Here's the thing. Causatives are how we talk about delegating, directing, allowing, and arranging — which is to say, most of adult life. "Have the report sent by noon." "Let me help you with that." "My landlord made me repaint the walls." "They let us leave early." None of these is an obscure grammatical move — they're just how English packs a whole situation, and a whole power dynamic, into a short, efficient sentence.
The grammar itself is straightforward — I'll show you the shapes in a few minutes and you'll recognise every one. Where it gets interesting is the choice: have or get? Make or let? That's where precision and tone actually live. Nobody's born knowing this, and school probably never taught it to you head-on. The good news is that once you can see the patterns, you'll notice how much control they give you over how you come across — authoritative, casual, or collaborative, all from one verb.
Before you read on, here's where we're heading. By the end of this article, you'll be able to: - Explain what a causative is — and why it's different from doing something yourself. - Use have/get + object + past participle ("I got my CV proofread") and feel when each one fits. - Use make/let/have + object + bare infinitive ("she made him wait") and hear the power dynamic baked into each verb. - Tell causative get apart from passive get ("she got the office redesigned" vs "he got laid off") — same verb, different jobs. - Match the causative to the moment: formal email, quick Slack, presentation, or a chat over coffee.
Beginner (Foundation)
What a causative is, and why it earns its keep
A causative is a structure where you make something happen, arrange for it, or allow it — without doing the work yourself.
Think it through. "I repaired my car" means you got under the bonnet with a wrench. "I had my car repaired" means you rang a garage and they did it. You caused the repair; you didn't perform it. That's the causative, and here's why it's worth having — English lets you compress an entire mini-story into five words. Instead of "I called a mechanic, she came round, and she fixed my car," you say "I had my car repaired." Who arranged it (you), who did the work (someone else, understood), what happened (the repair) — all of it, in one clean phrase.
There are two families, and they look quite different.
Family 1 — have/get + object + past participle. This is arranging a service, or getting work done to a thing:
- "I had my contract reviewed before signing." (A solicitor did — I arranged it.)
- "She got her kitchen renovated last summer." (A contractor did — she set it up.)
- "They had the website redesigned." (Designers did — the company paid for it.)
The past participle — reviewed, renovated, redesigned — is the -ed or irregular form. (That's F4's patch, so I won't re-teach it here.)
Family 2 — make/let/have + object + bare infinitive. This is directing, instructing, or allowing another person:
- "The client made us revise the proposal." (Force, or at least no choice.)
- "My manager let me leave early." (Permission.)
- "I'll have her call you back." (Instruction, delegation.)

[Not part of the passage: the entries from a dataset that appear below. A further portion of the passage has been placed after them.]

//! deskhand - a terminal assistant for a single working folder
//!
//! This library sorts files into category sub-folders by extension,
//! extracts PDF text, and exchanges messages with an OpenAI-compatible
//! chat-completions endpoint, all driven by a keyword-dispatched
//! interactive loop.

pub mod cli;
pub mod config;
pub mod conversation;
pub mod file_category;
pub mod file_organizer;
pub mod intent;
pub mod llm_client;
pub mod output;
pub mod pdf_text;
pub mod prompts;

pub use config::{ConfigError, Settings};
pub use conversation::{ConversationState, Message, Phase, Role};
pub use file_category::{Category, ExtensionTable};
pub use file_organizer::{ClassificationResult, OrganizeError, classify, safe_move};
pub use llm_client::{ERROR_MARKER, LlmClient, NetworkError};
pub use pdf_text::DocumentError;

pub use cli::{Session, run_cli};
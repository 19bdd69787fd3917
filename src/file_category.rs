/// File categorization by extension.
///
/// This module maps lowercase file extensions (dot included) to the folder
/// categories the classifier sorts into.
///
/// # Examples
///
/// ```
/// use deskhand::file_category::{Category, ExtensionTable};
/// use std::path::Path;
///
/// let table = ExtensionTable::default();
/// assert_eq!(table.category_for(Path::new("report.DOCX")), Some(Category::Word));
/// assert_eq!(table.category_for(Path::new("notes.txt")), None);
/// ```
use serde::Serialize;
use std::path::Path;

/// A folder category.
///
/// The declaration order is also the order categories are reported in.
#[derive(Debug, Clone, Copy, PartialEq, Eq, Hash, PartialOrd, Ord, Serialize)]
#[serde(rename_all = "lowercase")]
pub enum Category {
    /// Word-processor documents (DOCX, DOC, RTF)
    Word,
    /// Spreadsheets (XLSX, XLS, CSV)
    Worksheet,
    /// PDF documents
    Pdf,
    /// Images (JPG, PNG, GIF)
    Image,
}

impl Category {
    /// All categories in declaration order.
    pub const ALL: [Category; 4] = [
        Category::Word,
        Category::Worksheet,
        Category::Pdf,
        Category::Image,
    ];

    /// Returns the sub-folder name for this category.
    ///
    /// # Examples
    ///
    /// ```
    /// use deskhand::file_category::Category;
    ///
    /// assert_eq!(Category::Worksheet.dir_name(), "worksheet");
    /// assert_eq!(Category::Image.dir_name(), "image");
    /// ```
    pub fn dir_name(&self) -> &'static str {
        match self {
            Category::Word => "word",
            Category::Worksheet => "worksheet",
            Category::Pdf => "pdf",
            Category::Image => "image",
        }
    }
}

impl std::fmt::Display for Category {
    fn fmt(&self, f: &mut std::fmt::Formatter<'_>) -> std::fmt::Result {
        f.write_str(self.dir_name())
    }
}

/// Ordered extension table.
///
/// Lookups walk the table in declaration order and return the first
/// category listing the extension, so an extension declared twice always
/// resolves to its earliest entry.
#[derive(Debug, Clone)]
pub struct ExtensionTable {
    entries: Vec<(Category, Vec<String>)>,
}

impl ExtensionTable {
    /// Creates a table from `(category, extensions)` pairs.
    ///
    /// Extensions are stored lowercase and must include the leading dot.
    pub fn new<I, E, S>(entries: I) -> Self
    where
        I: IntoIterator<Item = (Category, E)>,
        E: IntoIterator<Item = S>,
        S: AsRef<str>,
    {
        let entries = entries
            .into_iter()
            .map(|(category, exts)| {
                let exts = exts
                    .into_iter()
                    .map(|ext| ext.as_ref().to_lowercase())
                    .collect();
                (category, exts)
            })
            .collect();
        Self { entries }
    }

    /// Categories in table order, without duplicates.
    pub fn categories(&self) -> Vec<Category> {
        let mut seen = Vec::new();
        for (category, _) in &self.entries {
            if !seen.contains(category) {
                seen.push(*category);
            }
        }
        seen
    }

    /// Looks up a dotted extension such as `".pdf"` (case-insensitive).
    pub fn extension_to_category(&self, ext: &str) -> Option<Category> {
        let ext = ext.to_lowercase();
        self.entries
            .iter()
            .find(|(_, exts)| exts.iter().any(|e| *e == ext))
            .map(|(category, _)| *category)
    }

    /// Returns the category for a file path, or `None` when its extension
    /// is missing or unknown.
    pub fn category_for(&self, path: &Path) -> Option<Category> {
        let ext = path.extension()?.to_string_lossy();
        self.extension_to_category(&format!(".{}", ext))
    }
}

impl Default for ExtensionTable {
    fn default() -> Self {
        Self::new([
            (Category::Word, vec![".docx", ".doc", ".rtf"]),
            (Category::Worksheet, vec![".xlsx", ".xls", ".csv"]),
            (Category::Pdf, vec![".pdf"]),
            (Category::Image, vec![".jpg", ".jpeg", ".png", ".gif"]),
        ])
    }
}

#[cfg(test)]
mod tests {
    use super::*;

    #[test]
    fn test_category_dir_names() {
        assert_eq!(Category::Word.dir_name(), "word");
        assert_eq!(Category::Worksheet.dir_name(), "worksheet");
        assert_eq!(Category::Pdf.dir_name(), "pdf");
        assert_eq!(Category::Image.dir_name(), "image");
    }

    #[test]
    fn test_default_table_extensions() {
        let table = ExtensionTable::default();
        for ext in [".docx", ".doc", ".rtf"] {
            assert_eq!(table.extension_to_category(ext), Some(Category::Word));
        }
        for ext in [".xlsx", ".xls", ".csv"] {
            assert_eq!(table.extension_to_category(ext), Some(Category::Worksheet));
        }
        assert_eq!(table.extension_to_category(".pdf"), Some(Category::Pdf));
        for ext in [".jpg", ".jpeg", ".png", ".gif"] {
            assert_eq!(table.extension_to_category(ext), Some(Category::Image));
        }
    }

    #[test]
    fn test_category_for_is_case_insensitive() {
        let table = ExtensionTable::default();
        assert_eq!(
            table.category_for(Path::new("Scan.JPEG")),
            Some(Category::Image)
        );
        assert_eq!(
            table.category_for(Path::new("budget.Xlsx")),
            Some(Category::Worksheet)
        );
    }

    #[test]
    fn test_category_for_unknown_or_missing_extension() {
        let table = ExtensionTable::default();
        assert_eq!(table.category_for(Path::new("notes.txt")), None);
        assert_eq!(table.category_for(Path::new("Makefile")), None);
        assert_eq!(table.category_for(Path::new(".bashrc")), None);
    }

    #[test]
    fn test_only_last_extension_counts() {
        let table = ExtensionTable::default();
        assert_eq!(table.category_for(Path::new("report.pdf.zip")), None);
        assert_eq!(
            table.category_for(Path::new("archive.zip.pdf")),
            Some(Category::Pdf)
        );
    }

    #[test]
    fn test_first_declared_category_wins() {
        let table = ExtensionTable::new([
            (Category::Word, vec![".pdf"]),
            (Category::Pdf, vec![".pdf"]),
        ]);
        assert_eq!(table.extension_to_category(".pdf"), Some(Category::Word));
    }

    #[test]
    fn test_categories_in_table_order() {
        let table = ExtensionTable::default();
        assert_eq!(table.categories(), Category::ALL.to_vec());
    }

    #[test]
    fn test_category_serializes_as_dir_name() {
        let json = serde_json::to_string(&Category::Worksheet).unwrap();
        assert_eq!(json, "\"worksheet\"");
    }
}
//! Output formatting and styling module.
//!
//! The interactive loop talks to the terminal only through the [`Console`]
//! trait; [`OutputFormatter`] is the colored terminal implementation.

use crate::file_organizer::ClassificationResult;
use colored::*;
use indicatif::{ProgressBar, ProgressStyle};
use std::io::{self, Write};
use std::time::Duration;

/// Sink for everything the interactive loop shows the user.
pub trait Console {
    /// Session banner and other neutral notices.
    fn info(&mut self, message: &str);
    /// Announces work that is about to start.
    fn thinking(&mut self, message: &str);
    /// Result of a local tool (sorting, PDF lookup).
    fn tool(&mut self, message: &str);
    /// Text produced by the model.
    fn reply(&mut self, message: &str);
    /// Non-fatal problem worth pointing out.
    fn warning(&mut self, message: &str);

    /// Reports a finished classification run.
    fn classification(&mut self, result: &ClassificationResult) {
        self.tool(&format!("Hasil pemindahan file: {}", result));
    }

    /// Shows the input prompt.
    fn prompt(&mut self) {}

    /// Runs `work` while indicating that the user has to wait.
    fn wait<T>(&mut self, _message: &str, work: impl FnOnce() -> T) -> T {
        work()
    }
}

/// Colored terminal output with a spinner for blocking requests.
///
/// - Thinking notices are yellow
/// - Tool output and model replies are cyan
/// - Warnings are yellow with ⚠
#[derive(Debug, Default)]
pub struct OutputFormatter;

impl OutputFormatter {
    pub fn new() -> Self {
        Self
    }

    /// Prints an error message in red with an X mark.
    ///
    /// # Example
    ///
    /// ```no_run
    /// use deskhand::output::OutputFormatter;
    /// OutputFormatter::error("OPENROUTER_API_KEY is not set");
    /// ```
    pub fn error(message: &str) {
        eprintln!("{} {}", "✗".red(), message);
    }

    /// Prints per-category counts as a table.
    pub fn summary_table(result: &ClassificationResult) {
        let width = result
            .counts()
            .keys()
            .map(|category| category.dir_name().len())
            .max()
            .unwrap_or(0)
            .max(8);

        println!("{:<width$} | {}", "Category".bold(), "Files".bold(), width = width);
        println!("{}", "-".repeat(width + 10));
        for (category, count) in result.counts() {
            println!(
                "{:<width$} | {}",
                category.dir_name(),
                count.to_string().green(),
                width = width
            );
        }
        println!("{}", "-".repeat(width + 10));
        println!(
            "{:<width$} | {}",
            "Total".bold(),
            result.total().to_string().green().bold(),
            width = width
        );
    }

    fn spinner(message: &str) -> ProgressBar {
        let pb = ProgressBar::new_spinner();
        pb.set_style(
            ProgressStyle::default_spinner()
                .template("{spinner:.yellow} {msg}")
                .unwrap_or_else(|_| ProgressStyle::default_spinner()),
        );
        pb.set_message(message.to_string());
        pb.enable_steady_tick(Duration::from_millis(120));
        pb
    }
}

impl Console for OutputFormatter {
    fn info(&mut self, message: &str) {
        println!("{}", message.cyan());
    }

    fn thinking(&mut self, message: &str) {
        println!("{}", format!("[AI THINKING] {}", message).yellow());
    }

    fn tool(&mut self, message: &str) {
        println!("{}", format!("[TOOL OUTPUT] {}", message).cyan());
    }

    fn reply(&mut self, message: &str) {
        println!("{}", message.cyan());
    }

    fn warning(&mut self, message: &str) {
        println!("{} {}", "⚠".yellow(), message);
    }

    fn classification(&mut self, result: &ClassificationResult) {
        self.tool(&format!("Hasil pemindahan file: {}", result));
        Self::summary_table(result);
    }

    fn prompt(&mut self) {
        print!("{}", "User: ".green());
        let _ = io::stdout().flush();
    }

    fn wait<T>(&mut self, message: &str, work: impl FnOnce() -> T) -> T {
        let pb = Self::spinner(message);
        let out = work();
        pb.finish_and_clear();
        out
    }
}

The bare infinitive is just the verb with no to — revise, leave, call. (Bare vs to-infinitive is F1's territory.)
So Family 1 arranges services and things; Family 2 directs people. Different machinery — same underlying idea: something happens, and you're the one who made it, not the one who did it.
Common Mistake: "I had reviewed the contract" is not a causative — it's a past perfect, and it means you did the reviewing yourself. The causative needs the object in the middle: "I had my contract reviewed." That object is the whole difference.
Quick recap: - A causative makes something happen without you doing it — you arrange, direct, or allow. - Have/get + object + past participle = arranging work or services: "I got my taxes done." - Make/let/have + object + bare infinitive = directing a person: "she let me work from home." - Spot which family you're in — that's the first real skill.
Have and get: same job, different tone
When you say "I've had my report proofread," you're not saying you did it yourself — a proofreader did, and the past participle (proofread) shows the action being done to the report, not by it. The shape is simple: subject + have/get + object + past participle.
Now, have and get are technically interchangeable here — but they don't land the same way, and a good writer feels the gap.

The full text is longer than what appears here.